• **TASK TO COMPLETE**:
If a line in the data below holds the word "Starting", copy it.

• **EXERCISE INPUT**:
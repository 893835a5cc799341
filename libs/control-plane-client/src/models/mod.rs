//! API models

use std::fmt;

use serde::{Deserialize, Serialize};

pub mod deployment;

pub use deployment::{
    ApplicationDeployment, DeploymentDetail, DeploymentListResponse, DeploymentLogLine,
    DeploymentStatus,
};

/// Resource group
#[derive(Debug, Clone, PartialEq, Eq, Serialize, Deserialize)]
pub struct ResourceGroup {
    pub id: String,
    pub name: String,
    pub location: String,
    #[serde(default)]
    pub tags: serde_json::Map<String, serde_json::Value>,
}

/// Resource group creation request
#[derive(Debug, Clone, PartialEq, Eq, Serialize, Deserialize)]
pub struct ResourceGroupSpec {
    pub name: String,
    pub location: String,
}

/// Virtual network with its single application subnet
#[derive(Debug, Clone, PartialEq, Eq, Serialize, Deserialize)]
pub struct VirtualNetwork {
    pub id: String,
    pub name: String,
    pub location: String,
    pub address_space: String,
    pub subnet_id: String,
    pub subnet_name: String,
    pub subnet_prefix: String,
}

/// Virtual network creation request
#[derive(Debug, Clone, PartialEq, Eq, Serialize, Deserialize)]
pub struct NetworkSpec {
    pub resource_group: String,
    pub name: String,
    pub location: String,
    pub address_space: String,
    pub subnet_name: String,
    pub subnet_prefix: String,
}

/// Direction of a security rule
#[derive(Debug, Clone, Copy, PartialEq, Eq, Serialize, Deserialize)]
#[serde(rename_all = "lowercase")]
pub enum RuleDirection {
    Inbound,
    Outbound,
}

/// A single allow rule in a security group
#[derive(Debug, Clone, PartialEq, Eq, Serialize, Deserialize)]
pub struct SecurityRule {
    pub name: String,
    pub priority: u16,
    pub direction: RuleDirection,
    pub protocol: String,
    pub destination_port: u16,
}

/// Network security group
#[derive(Debug, Clone, PartialEq, Eq, Serialize, Deserialize)]
pub struct SecurityGroup {
    pub id: String,
    pub name: String,
    pub location: String,
    #[serde(default)]
    pub rules: Vec<SecurityRule>,
}

/// Network security group creation request
#[derive(Debug, Clone, PartialEq, Eq, Serialize, Deserialize)]
pub struct SecurityGroupSpec {
    pub resource_group: String,
    pub name: String,
    pub location: String,
    pub rules: Vec<SecurityRule>,
}

/// Public IP address
#[derive(Debug, Clone, PartialEq, Eq, Serialize, Deserialize)]
pub struct PublicAddress {
    pub id: String,
    pub name: String,
    pub location: String,
    /// Allocated address; absent until the platform assigns one
    pub ip_address: Option<String>,
    pub dns_label: Option<String>,
}

/// Public IP address creation request
#[derive(Debug, Clone, PartialEq, Eq, Serialize, Deserialize)]
pub struct PublicAddressSpec {
    pub resource_group: String,
    pub name: String,
    pub location: String,
    pub dns_label: Option<String>,
}

/// Network interface
#[derive(Debug, Clone, PartialEq, Eq, Serialize, Deserialize)]
pub struct NetworkInterface {
    pub id: String,
    pub name: String,
    pub location: String,
    pub private_ip: Option<String>,
}

/// Network interface creation request
#[derive(Debug, Clone, PartialEq, Eq, Serialize, Deserialize)]
pub struct InterfaceSpec {
    pub resource_group: String,
    pub name: String,
    pub location: String,
    pub subnet_id: String,
    pub security_group_id: String,
    pub public_address_id: String,
}

/// Compute instance
#[derive(Debug, Clone, PartialEq, Eq, Serialize, Deserialize)]
pub struct ComputeInstance {
    pub id: String,
    pub name: String,
    pub location: String,
    pub size: String,
    #[serde(default)]
    pub provisioning_state: Option<String>,
}

/// Compute instance creation request
#[derive(Debug, Clone, PartialEq, Eq, Serialize, Deserialize)]
pub struct InstanceSpec {
    pub resource_group: String,
    pub name: String,
    pub location: String,
    pub size: String,
    pub image: String,
    pub admin_username: String,
    pub ssh_public_key: String,
    pub interface_id: String,
    pub os_disk_gb: u32,
}

/// Power state of a compute instance
#[derive(Debug, Clone, PartialEq, Eq, Serialize, Deserialize)]
#[serde(rename_all = "lowercase")]
pub enum PowerState {
    Starting,
    Running,
    Stopping,
    Stopped,
    Deallocated,
    #[serde(other)]
    Unknown,
}

impl PowerState {
    /// Parse a power state as reported by the platform, e.g. `PowerState/running`
    /// or `VM running`.
    pub fn parse(raw: &str) -> Self {
        let lowered = raw.to_lowercase();
        let code = lowered
            .rsplit(|c| c == '/' || c == ' ')
            .next()
            .unwrap_or_default();
        match code {
            "starting" => PowerState::Starting,
            "running" => PowerState::Running,
            "stopping" => PowerState::Stopping,
            "stopped" => PowerState::Stopped,
            "deallocated" | "deallocating" => PowerState::Deallocated,
            _ => PowerState::Unknown,
        }
    }
}

impl fmt::Display for PowerState {
    fn fmt(&self, f: &mut fmt::Formatter<'_>) -> fmt::Result {
        let s = match self {
            PowerState::Starting => "starting",
            PowerState::Running => "running",
            PowerState::Stopping => "stopping",
            PowerState::Stopped => "stopped",
            PowerState::Deallocated => "deallocated",
            PowerState::Unknown => "unknown",
        };
        f.write_str(s)
    }
}

/// Error response
#[derive(Debug, Clone, Serialize, Deserialize)]
pub struct ErrorResponse {
    pub code: String,
    pub message: String,
    pub details: Option<serde_json::Value>,
}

• **ANSWER FOR THIS EXERCISE**:
    Starting,
            "starting" => PowerState::Starting,
            PowerState::Starting => "starting",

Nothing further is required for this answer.